ギルのアレンジへのこだわりは、並外れており、本作でもその不穏で不安定なテクスチャは炸裂しているが、時にそれが冗長であったり、散漫かつ不可解な演奏になりかねないのですが、本作では、それが奇跡的なバランスで成り立っており、要するに、名演になっております。

 

目玉は、やはり、タイトル曲でのサンボーン、ルー・ソロフ、アーサー・ブライスのソロがそのいずれもが圧巻。


特にルー・ソロフが素晴らしく、生涯、最高の演奏の一つと言っていいのではないか。


ギルの立体的なアレンジは完全に決まっていて、綿密なのか適当なのか判然としないアレンジと名手によるソロが見事にシンクロした時の快感を味わうことが、ギル・エヴァンスを聴くという行為なのです。

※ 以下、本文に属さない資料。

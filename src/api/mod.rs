//! HTTP API module for Sessionkeep
//!
//! Thin HTTP surface over the session store: the cookie middleware plus a
//! handful of routes for reading and writing the current session.

pub mod cookie;
pub mod routes;

use crate::error::Result;
use crate::session::SessionStore;

use axum::{
    middleware,
    routing::{get, post},
    Router,
};
use std::net::SocketAddr;
use std::sync::Arc;
use tower_http::cors::{Any, CorsLayer};
use tower_http::trace::TraceLayer;

/// Application state shared across all handlers
#[derive(Clone)]
pub struct AppState {
    pub store: Arc<SessionStore>,
}

/// Start the HTTP API server
pub async fn serve(addr: SocketAddr, store: Arc<SessionStore>) -> Result<()> {
    let app = create_router(AppState { store });

    tracing::info!("Listening on http://{}", addr);

    let listener = tokio::net::TcpListener::bind(addr).await?;
    axum::serve(listener, app)
        .with_graceful_shutdown(shutdown_signal())
        .await
        .map_err(|e| crate::error::CoreError::Api(e.to_string()))?;

    Ok(())
}

/// Create the API router with all routes
pub fn create_router(state: AppState) -> Router {
    let cors = CorsLayer::new()
        .allow_origin(Any)
        .allow_methods(Any)
        .allow_headers(Any);

    // Routes that run with a resolved session (created on demand)
    let session_routes = Router::new()
        .route("/session", get(routes::get_session))
        .route(
            "/session/values/:key",
            get(routes::get_value)
                .put(routes::set_value)
                .delete(routes::delete_value),
        )
        .layer(middleware::from_fn_with_state(
            state.clone(),
            cookie::session_middleware,
        ));

    // Logout must not mint a session just to destroy it
    let api_routes = session_routes.route("/logout", post(routes::logout));

    Router::new()
        .route("/health", get(routes::health))
        .nest("/api", api_routes)
        .layer(TraceLayer::new_for_http())
        .layer(cors)
        .with_state(state)
}

/// Graceful shutdown signal handler
async fn shutdown_signal() {
    let ctrl_c = async {
        if let Err(e) = tokio::signal::ctrl_c().await {
            tracing::error!("Failed to install Ctrl+C handler: {}", e);
            std::future::pending::<()>().await;
        }
    };

    #[cfg(unix)]
    let terminate = async {
        match tokio::signal::unix::signal(tokio::signal::unix::SignalKind::terminate()) {
            Ok(mut signal) => {
                signal.recv().await;
            }
            Err(e) => {
                tracing::error!("Failed to install SIGTERM handler: {}", e);
                std::future::pending::<()>().await;
            }
        }
    };

    #[cfg(not(unix))]
    let terminate = std::future::pending::<()>();

    tokio::select! {
        _ = ctrl_c => {},
        _ = terminate => {},
    }

    tracing::info!("Shutdown signal received, starting graceful shutdown");
}
//! Shared pagination keyboard helper: fixed page size of 5 with
//! `(<, X/Y, >)` controls, page indices clamped to `[1, page_count]`.

use teloxide::types::{InlineKeyboardButton, InlineKeyboardMarkup};

pub const PAGE_SIZE: i64 = 5;

pub fn page_count(total: i64) -> i64 {
    if total == 0 {
        1
    } else {
        (total + PAGE_SIZE - 1) / PAGE_SIZE
    }
}

pub fn clamp_page(page: i64, page_count: i64) -> i64 {
    page.clamp(1, page_count.max(1))
}

/// Builds the `(<, X/Y, >)` footer row for a callback prefix, e.g.
/// `trq:page:3`. The prev/next buttons are omitted at the respective
/// boundary rather than disabled, matching how Telegram inline keyboards
/// are conventionally built (a disabled-but-visible button isn't a thing
/// the Bot API supports).
pub fn pagination_row(prefix: &str, page: i64, total_pages: i64) -> Vec<InlineKeyboardButton> {
    let mut row = Vec::new();
    if page > 1 {
        row.push(InlineKeyboardButton::callback("<", format!("{prefix}:page:{}", page - 1)));
    }
    row.push(InlineKeyboardButton::callback(
        format!("{page}/{total_pages}"),
        format!("{prefix}:noop"),
    ));
    if page < total_pages {
        row.push(InlineKeyboardButton::callback(">", format!("{prefix}:page:{}", page + 1)));
    }
    row
}

pub fn keyboard_with_pagination(
    rows: Vec<Vec<InlineKeyboardButton>>,
    prefix: &str,
    page: i64,
    total_pages: i64,
) -> InlineKeyboardMarkup {
    let mut keyboard = rows;
    keyboard.push(pagination_row(prefix, page, total_pages));
    InlineKeyboardMarkup::new(keyboard)
}

#[cfg(test)]
mod tests {
    use super::*;

    #[test]
    fn page_count_rounds_up_to_full_pages_of_five() {
        assert_eq!(page_count(0), 1);
        assert_eq!(page_count(5), 1);
        assert_eq!(page_count(6), 2);
        assert_eq!(page_count(12), 3);
    }

    #[test]
    fn clamp_page_stays_within_bounds() {
        assert_eq!(clamp_page(0, 3), 1);
        assert_eq!(clamp_page(5, 3), 3);
        assert_eq!(clamp_page(2, 3), 2);
    }

    #[test]
    fn pagination_row_omits_prev_on_first_page() {
        let row = pagination_row("trq", 1, 3);
        assert_eq!(row.len(), 2);
    }

    #[test]
    fn pagination_row_omits_next_on_last_page() {
        let row = pagination_row("trq", 3, 3);
        assert_eq!(row.len(), 2);
    }

    #[test]
    fn pagination_row_shows_both_controls_in_the_middle() {
        let row = pagination_row("trq", 2, 3);
        assert_eq!(row.len(), 3);
    }
}
use axum::extract::{Path, Query, State};
use axum::Json;
use serde::Deserialize;
use uuid::Uuid;

use crate::errors::{AppError, AppResult};
use crate::rbac::TicketObjectContext;
use crate::repo::Page;
use crate::services::ticket_engine::CreateTicketInput;
use crate::state::AppState;
use crate::types::{Capability, FlagColor, TicketStatus};

use super::{ok, paginated, CurrentUser, Envelope, PaginatedEnvelope};

#[derive(Deserialize)]
pub struct ListQuery {
    page: Option<i64>,
    per_page: Option<i64>,
    status: Option<TicketStatus>,
}

pub async fn list(
    State(state): State<AppState>,
    _caller: CurrentUser,
    Query(q): Query<ListQuery>,
) -> AppResult<Json<PaginatedEnvelope<crate::db::models::Ticket>>> {
    let page = Page::new(q.page, q.per_page);
    let (rows, total) = state.tickets().list(page, q.status).await?;
    Ok(paginated(rows, total, page))
}

pub async fn get_one(
    State(state): State<AppState>,
    _caller: CurrentUser,
    Path(id): Path<Uuid>,
) -> AppResult<Json<Envelope<crate::db::models::Ticket>>> {
    let ticket = state.tickets().get(id).await?;
    Ok(ok(ticket))
}

#[derive(Deserialize)]
pub struct PartSpec {
    pub part_id: Uuid,
    pub color: FlagColor,
    pub minutes: i32,
    #[serde(default)]
    pub comment: String,
}

#[derive(Deserialize)]
pub struct CreateTicketRequest {
    pub inventory_item_id: Uuid,
    pub title: String,
    pub part_specs: Vec<PartSpec>,
}

pub async fn create(
    State(state): State<AppState>,
    caller: CurrentUser,
    Json(body): Json<CreateTicketRequest>,
) -> AppResult<Json<Envelope<crate::db::models::Ticket>>> {
    if !state.rbac().has(Capability::TicketCreate, &caller.roles) {
        return Err(AppError::forbidden("caller cannot create tickets"));
    }
    for spec in &body.part_specs {
        if spec.minutes < 1 {
            return Err(AppError::validation("minutes must be >= 1"));
        }
    }
    let parts = body
        .part_specs
        .into_iter()
        .map(|p| crate::repo::tickets::NewTicketPart {
            part_id: p.part_id,
            color: p.color,
            minutes: p.minutes,
            comment: p.comment,
        })
        .collect();

    let ticket = state
        .tickets()
        .create(CreateTicketInput {
            inventory_item_id: body.inventory_item_id,
            title: body.title,
            master_id: caller.user_id,
            parts,
        })
        .await?;
    Ok(ok(ticket))
}

#[derive(Deserialize)]
pub struct AssignRequest {
    pub technician_id: Uuid,
}

#[derive(Deserialize)]
pub struct ManualMetricsRequest {
    pub flag_color: FlagColor,
    pub xp_amount: i32,
}

/// Routes `/tickets/{id}/{action}` to the matching ticket-engine or
/// work-session operation, enforcing the capability for that action
/// first.
pub async fn dispatch_action(
    State(state): State<AppState>,
    caller: CurrentUser,
    Path((id, action)): Path<(Uuid, String)>,
    body: axum::body::Bytes,
) -> AppResult<Json<Envelope<crate::db::models::Ticket>>> {
    let ticket = state.tickets().get(id).await?;

    let requires = capability_for(&action);
    let session_is_stopped = state
        .work_sessions()
        .for_ticket(id)
        .await?
        .iter()
        .all(|s| s.status == crate::types::WorkSessionStatus::Stopped);
    let ctx = TicketObjectContext {
        ticket: &ticket,
        session_is_stopped: Some(session_is_stopped),
    };

    if let Some(capability) = requires {
        if !state
            .rbac()
            .has_on_ticket(capability, &caller.roles, caller.user_id, ctx)
        {
            return Err(AppError::forbidden("caller cannot perform this action"));
        }
    }

    let ticket = match action.as_str() {
        "review_approve" => state.tickets().review_approve(id, caller.user_id).await?,
        "assign" => {
            let req: AssignRequest = parse_body(&body)?;
            state
                .tickets()
                .assign(id, caller.user_id, req.technician_id)
                .await?
        }
        "start" => state.tickets().start_work(id, caller.user_id).await?,
        "pause" => {
            state.work_sessions().pause(id, caller.user_id).await?;
            state.tickets().get(id).await?
        }
        "resume" => {
            state.work_sessions().resume(id, caller.user_id).await?;
            state.tickets().get(id).await?
        }
        "stop" => {
            state.work_sessions().stop(id, caller.user_id).await?;
            state.tickets().get(id).await?
        }
        "to_waiting_qc" => state.tickets().to_waiting_qc(id, caller.user_id).await?,
        "qc_pass" => state.tickets().qc_pass(id, caller.user_id).await?,
        "qc_fail" => state.tickets().qc_fail(id, caller.user_id).await?,
        "manual_metrics" => {
            let req: ManualMetricsRequest = parse_body(&body)?;
            state
                .tickets()
                .manual_metrics(id, caller.user_id, req.flag_color, req.xp_amount)
                .await?
        }
        other => return Err(AppError::validation(format!("unknown ticket action: {other}"))),
    };

    Ok(ok(ticket))
}

fn parse_body<T: for<'de> Deserialize<'de>>(body: &axum::body::Bytes) -> AppResult<T> {
    serde_json::from_slice(body).map_err(|e| AppError::validation(format!("invalid body: {e}")))
}

fn capability_for(action: &str) -> Option<Capability> {
    match action {
        "review_approve" => Some(Capability::TicketReviewApprove),
        "assign" => Some(Capability::TicketAssign),
        "start" => Some(Capability::TicketWorkStart),
        "pause" => Some(Capability::TicketWorkPause),
        "resume" => Some(Capability::TicketWorkResume),
        "stop" => Some(Capability::TicketWorkStop),
        "to_waiting_qc" => Some(Capability::TicketToWaitingQc),
        "qc_pass" => Some(Capability::TicketQcPass),
        "qc_fail" => Some(Capability::TicketQcFail),
        "manual_metrics" => Some(Capability::TicketManualMetrics),
        _ => None,
    }
}

#[derive(Deserialize)]
pub struct TransitionsQuery {
    page: Option<i64>,
    per_page: Option<i64>,
}

pub async fn transitions(
    State(state): State<AppState>,
    _caller: CurrentUser,
    Path(id): Path<Uuid>,
    Query(q): Query<TransitionsQuery>,
) -> AppResult<Json<PaginatedEnvelope<crate::db::models::TicketTransition>>> {
    let page = Page::new(q.page, q.per_page);
    let (rows, total) = state.tickets().transitions(id, page).await?;
    Ok(paginated(rows, total, page))
}

pub async fn work_sessions(
    State(state): State<AppState>,
    _caller: CurrentUser,
    Path(id): Path<Uuid>,
) -> AppResult<Json<Envelope<Vec<crate::db::models::WorkSession>>>> {
    let sessions = state.work_sessions().for_ticket(id).await?;
    Ok(ok(sessions))
}
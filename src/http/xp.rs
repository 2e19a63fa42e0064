use axum::extract::{Query, State};
use axum::Json;
use serde::Deserialize;
use uuid::Uuid;

use crate::errors::{AppError, AppResult};
use crate::repo::Page;
use crate::state::AppState;
use crate::types::Capability;

use super::{paginated, CurrentUser, PaginatedEnvelope};

#[derive(Deserialize)]
pub struct LedgerQuery {
    page: Option<i64>,
    per_page: Option<i64>,
    user_id: Option<Uuid>,
}

/// `xp.read_self` lets any authenticated user see their own entries;
/// `xp.read_any` additionally lets MANAGER/SUPER_ADMIN filter by
/// `user_id`.
pub async fn ledger(
    State(state): State<AppState>,
    caller: CurrentUser,
    Query(q): Query<LedgerQuery>,
) -> AppResult<Json<PaginatedEnvelope<crate::db::models::XpLedgerEntry>>> {
    let target_user = match q.user_id {
        Some(requested) if requested != caller.user_id => {
            if !state.rbac().has(Capability::XpReadAny, &caller.roles) {
                return Err(AppError::forbidden("caller cannot read another user's XP ledger"));
            }
            requested
        }
        _ => caller.user_id,
    };

    let page = Page::new(q.page, q.per_page);
    let (rows, total) = state.xp_ledger().history_for_user(target_user, page).await?;
    Ok(paginated(rows, total, page))
}
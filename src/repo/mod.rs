//! Repositories: one struct per aggregate, each wrapping a shared
//! [`sqlx::PgPool`] and exposing async methods that issue hand-written SQL.
//! A thin struct over a pool, `tracing` spans on each call, no ORM.

pub mod access_requests;
pub mod audit;
pub mod inventory;
pub mod tickets;
pub mod users;
pub mod work_sessions;
pub mod xp_ledger;

pub use access_requests::AccessRequestRepo;
pub use audit::AuditRepo;
pub use inventory::InventoryRepo;
pub use tickets::TicketRepo;
pub use users::UserRepo;
pub use work_sessions::WorkSessionRepo;
pub use xp_ledger::XpLedgerRepo;

/// Pagination request shared by every list endpoint: `page` is
/// 1-based, `per_page` defaults to 20 and is clamped to `[1, 100]`.
#[derive(Debug, Clone, Copy)]
pub struct Page {
    pub page: i64,
    pub per_page: i64,
}

impl Page {
    pub fn new(page: Option<i64>, per_page: Option<i64>) -> Self {
        let page = page.unwrap_or(1).max(1);
        let per_page = per_page.unwrap_or(20).clamp(1, 100);
        Self { page, per_page }
    }

    pub fn limit(&self) -> i64 {
        self.per_page
    }

    pub fn offset(&self) -> i64 {
        (self.page - 1) * self.per_page
    }

    pub fn page_count(&self, total_count: i64) -> i64 {
        if total_count == 0 {
            0
        } else {
            (total_count + self.per_page - 1) / self.per_page
        }
    }
}

#[cfg(test)]
mod tests {
    use super::*;

    #[test]
    fn page_defaults_apply_when_absent() {
        let page = Page::new(None, None);
        assert_eq!(page.page, 1);
        assert_eq!(page.per_page, 20);
        assert_eq!(page.offset(), 0);
    }

    #[test]
    fn per_page_is_clamped_to_max_100() {
        let page = Page::new(Some(3), Some(500));
        assert_eq!(page.per_page, 100);
        assert_eq!(page.offset(), 200);
    }

    #[test]
    fn page_count_rounds_up() {
        let page = Page::new(Some(1), Some(20));
        assert_eq!(page.page_count(41), 3);
        assert_eq!(page.page_count(0), 0);
    }
}
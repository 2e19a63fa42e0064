#![allow(missing_docs)]

use clap::Parser;
use tracing::info;

use shopfloor::cli::{BotwebhookAction, Cli, Command};
use shopfloor::config::{BotMode, Config};
use shopfloor::state::AppState;
use shopfloor::{bot, db, http};

#[tokio::main]
async fn main() -> anyhow::Result<()> {
    let cli = Cli::parse();
    let config = Config::load()?;

    init_tracing(&config);

    match cli.command.unwrap_or(Command::Serve) {
        Command::Serve => serve(config).await,
        Command::Botwebhook { action } => run_botwebhook(action, config).await,
    }
}

fn init_tracing(config: &Config) {
    let filter = tracing_subscriber::EnvFilter::try_from_default_env()
        .unwrap_or_else(|_| tracing_subscriber::EnvFilter::new(config.rust_log.clone()));

    match config.log_format {
        shopfloor::config::LogFormat::Json => {
            tracing_subscriber::fmt().with_env_filter(filter).json().init();
        }
        shopfloor::config::LogFormat::Pretty => {
            tracing_subscriber::fmt().with_env_filter(filter).init();
        }
    }
}

async fn run_botwebhook(action: BotwebhookAction, config: Config) -> anyhow::Result<()> {
    shopfloor::cli::run_botwebhook(action, &config).await
}

async fn serve(config: Config) -> anyhow::Result<()> {
    info!("shopfloor starting");

    let pool = db::connect(&config).await?;
    let state = AppState::build(pool, &config);

    if config.bot_mode == BotMode::Polling {
        if let Some(token) = config.bot_token.clone() {
            let bot_state = state.clone();
            tokio::spawn(async move {
                let bot = bot::bot_from_token(&token);
                bot::run_polling(bot, bot_state).await;
            });
            info!("bot polling loop started");
        } else {
            tracing::warn!("BOT_MODE=polling but BOT_TOKEN is not set; skipping bot startup");
        }
    }

    let router = http::build_router(state);
    let listener = tokio::net::TcpListener::bind(&config.http_bind_addr).await?;
    info!(addr = %config.http_bind_addr, "listening");

    axum::serve(listener, router)
        .with_graceful_shutdown(shutdown_signal())
        .await?;

    info!("shopfloor shutting down");
    Ok(())
}

async fn shutdown_signal() {
    let ctrl_c = async {
        tokio::signal::ctrl_c()
            .await
            .expect("failed to install Ctrl-C handler");
    };

    #[cfg(unix)]
    let terminate = async {
        tokio::signal::unix::signal(tokio::signal::unix::SignalKind::terminate())
            .expect("failed to install SIGTERM handler")
            .recv()
            .await;
    };

    #[cfg(not(unix))]
    let terminate = std::future::pending::<()>();

    tokio::select! {
        _ = ctrl_c => {},
        _ = terminate => {},
    }
}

和声に関する難しい理論はとりあえず置いておいて、このうまくいくのか否かその日その瞬間になってみなくてはわからない。という、出たとこ勝負的なアナーキーさを、生涯にわたって実践していたギルは、やはり、偉大なるジャズメンですね。

 

このアルバム、LP1枚分、およそ40分ほどの演奏が収まっているのだが、実際はもっと演奏されたに違いなく(明らかに編集の跡あり)、できうれば、完全版を聴いてみたいのだが、もしかすると、他はとんでもない凡演で、プロデューサーである、ジョン・サイモンの判断で、LP1枚になったのかもしれないですね。

 


(注)本作のライナーノートをしっぴつしている村井康司氏によると、ギルの子供たちの通っている学校「City and Country School in Village」のための寄付金を集めるためのイベントでもあったそうだ。

学校にあった楽器がすべて盗難にあったため、新しい楽器を購入する資金を集めるためだった。

なんて、いい話しだろう。。

アメリカのミュージシャンはすごい。